The Mechanics of Pollination
Pollination is just like way that babies are produced; in other words, it is the sexual reproduction in plants. Pollen grains containing the male gametes unite with the egg cell in the female part of the flower producing a new seed. Pollination can be accomplished in two ways:
1. Self- pollination happens when the pollen grains fertilize the egg cell of the same flower. The pollen and pistil are from the same plant. Self-pollination takes place when the pollen from one flower is transported to pollinate the same flower or flower belonging to the same plant. Self pollination may be classified as autogamy when pollen is carried to the female part of the same flower or geitonogamy when the pollen is brought to the female part of the flower belonging to the same plant. Plants that are subject to self-pollination seem to have the same length of stamen and carpel.
2. Cross-pollination or allogamy is done when pollen grains are transported to the stigma of other flowers or the pollen is delivered to the pistil of the flowers of another plant. In cross-pollination, the pollen and pistil are from different plants. Plants that are likely to cross-pollinate often have stamens which are taller than carpels.†
Who does pollinating? Most plants are not capable of carrying their pollen to the pistil whether in self-pollination or cross-pollination. There has to be a bearer which is called the pollinator. The wind is a pollinator as it easily bears pollen from one plant to another. But the most common, are animals as their activities causes pollen to be carried from one part of the plant to other plants.
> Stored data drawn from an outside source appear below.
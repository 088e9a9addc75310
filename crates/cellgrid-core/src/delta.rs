// ── Delta emitter ──
//
// Stateful diff over two successive compact views of the fleet snapshot:
// alarms-by-site and service-by-site. Each `ingest` emits the discrete
// events separating the new snapshot from the previous one, then swaps
// the stored views in one motion.
//
// Emission order within one call: all `alarm.raised` (sites ascending),
// then all `alarm.cleared`, then all `service.changed`. Every emission of
// one call shares a single timestamp string — consumers tolerate ties.

use std::collections::{BTreeMap, BTreeSet};

use cellgrid_api::{AntennaPort, FleetSnapshot};

use crate::model::{iso_now, BusEvent, EventSource};

#[derive(Debug, Clone, Default, PartialEq, Eq)]
struct SiteServices {
    antenna1: String,
    antenna2: String,
}

impl SiteServices {
    fn service(&self, port: AntennaPort) -> &str {
        match port {
            AntennaPort::A1 => &self.antenna1,
            AntennaPort::A2 => &self.antenna2,
        }
    }
}

pub struct DeltaEmitter {
    /// `None` until the first ingest — distinguishes "no prior view" from
    /// "previously saw an empty fleet".
    alarms: Option<BTreeMap<String, BTreeSet<String>>>,
    services: BTreeMap<String, SiteServices>,
    bootstrap_emit: bool,
}

impl DeltaEmitter {
    pub fn new(bootstrap_emit: bool) -> Self {
        Self {
            alarms: None,
            services: BTreeMap::new(),
            bootstrap_emit,
        }
    }

    /// Forget all prior views. Called on every stream (re)connect so no
    /// events are emitted for state that predates the new connection.
    pub fn reset(&mut self) {
        self.alarms = None;
        self.services.clear();
    }

    /// Diff the snapshot against the stored views and return the
    /// normalized events, oldest-view-relative.
    pub fn ingest(&mut self, snapshot: &FleetSnapshot, source: EventSource) -> Vec<BusEvent> {
        let ts = iso_now();
        let next_alarms: BTreeMap<String, BTreeSet<String>> = snapshot
            .sites()
            .map(|(id, site)| (id.clone(), site.alarms.clone()))
            .collect();
        let next_services: BTreeMap<String, SiteServices> = snapshot
            .sites()
            .map(|(id, site)| {
                (
                    id.clone(),
                    SiteServices {
                        antenna1: site.antenna1.service.clone(),
                        antenna2: site.antenna2.service.clone(),
                    },
                )
            })
            .collect();

        let Some(prev_alarms) = self.alarms.as_ref() else {
            let mut events = Vec::new();
            if self.bootstrap_emit {
                for (site, alarms) in &next_alarms {
                    for alarm in alarms {
                        events.push(BusEvent::AlarmRaised {
                            site: site.clone(),
                            alarm: alarm.clone(),
                            ts: ts.clone(),
                            source,
                            bootstrap: true,
                        });
                    }
                }
            }
            self.alarms = Some(next_alarms);
            self.services = next_services;
            return events;
        };

        let empty_alarms = BTreeSet::new();
        let empty_services = SiteServices::default();

        let site_keys: BTreeSet<&String> = prev_alarms
            .keys()
            .chain(next_alarms.keys())
            .chain(self.services.keys())
            .chain(next_services.keys())
            .collect();

        let mut events = Vec::new();

        for site in &site_keys {
            let prev = prev_alarms.get(*site).unwrap_or(&empty_alarms);
            let next = next_alarms.get(*site).unwrap_or(&empty_alarms);
            for alarm in next.difference(prev) {
                events.push(BusEvent::AlarmRaised {
                    site: (*site).clone(),
                    alarm: alarm.clone(),
                    ts: ts.clone(),
                    source,
                    bootstrap: false,
                });
            }
        }

        for site in &site_keys {
            let prev = prev_alarms.get(*site).unwrap_or(&empty_alarms);
            let next = next_alarms.get(*site).unwrap_or(&empty_alarms);
            for alarm in prev.difference(next) {
                events.push(BusEvent::AlarmCleared {
                    site: (*site).clone(),
                    alarm: alarm.clone(),
                    ts: ts.clone(),
                    source,
                });
            }
        }

        for site in &site_keys {
            let prev = self.services.get(*site).unwrap_or(&empty_services);
            let next = next_services.get(*site).unwrap_or(&empty_services);
            for port in AntennaPort::ALL {
                if prev.service(port) != next.service(port) {
                    events.push(BusEvent::ServiceChanged {
                        site: (*site).clone(),
                        antenna: port,
                        from: prev.service(port).to_owned(),
                        to: next.service(port).to_owned(),
                        ts: ts.clone(),
                        source,
                    });
                }
            }
        }

        self.alarms = Some(next_alarms);
        self.services = next_services;
        events
    }

    /// True once a first view has been stored.
    pub fn primed(&self) -> bool {
        self.alarms.is_some()
    }
}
Insects are the best pollinators for flowers. The performance of bees, wasps, beetles, butterflies, flies and other insects as pollinators are most significant. For example, as the bees alight on flowers to sip its nectar, their rough bodies are able to carry off some pollen which they pass on to other flowers as they flit about looking for more nectar.
Importance of Pollination
Pollination is important to plants, animals and humans. With the mechanism of pollination, plants reproduce new seeds which in turn produce more plants. Pollination, at low level, results in lower production, slower maturing of plants and increased occurrence of plant disease. Without pollination, plants can no longer reproduce causing its flower blossoms to wither away without producing fruit. Pollination makes it possible for the plant species to survive from generation to generation.
Through pollination, more food are produced which insures the survival of both men and animals. Imagine the consequence affecting both men and animals when there is scarcity of food due to the absence of pollination! When all pollination ceases to occur, eventually all flowering plants and the creatures that they support would be extinct.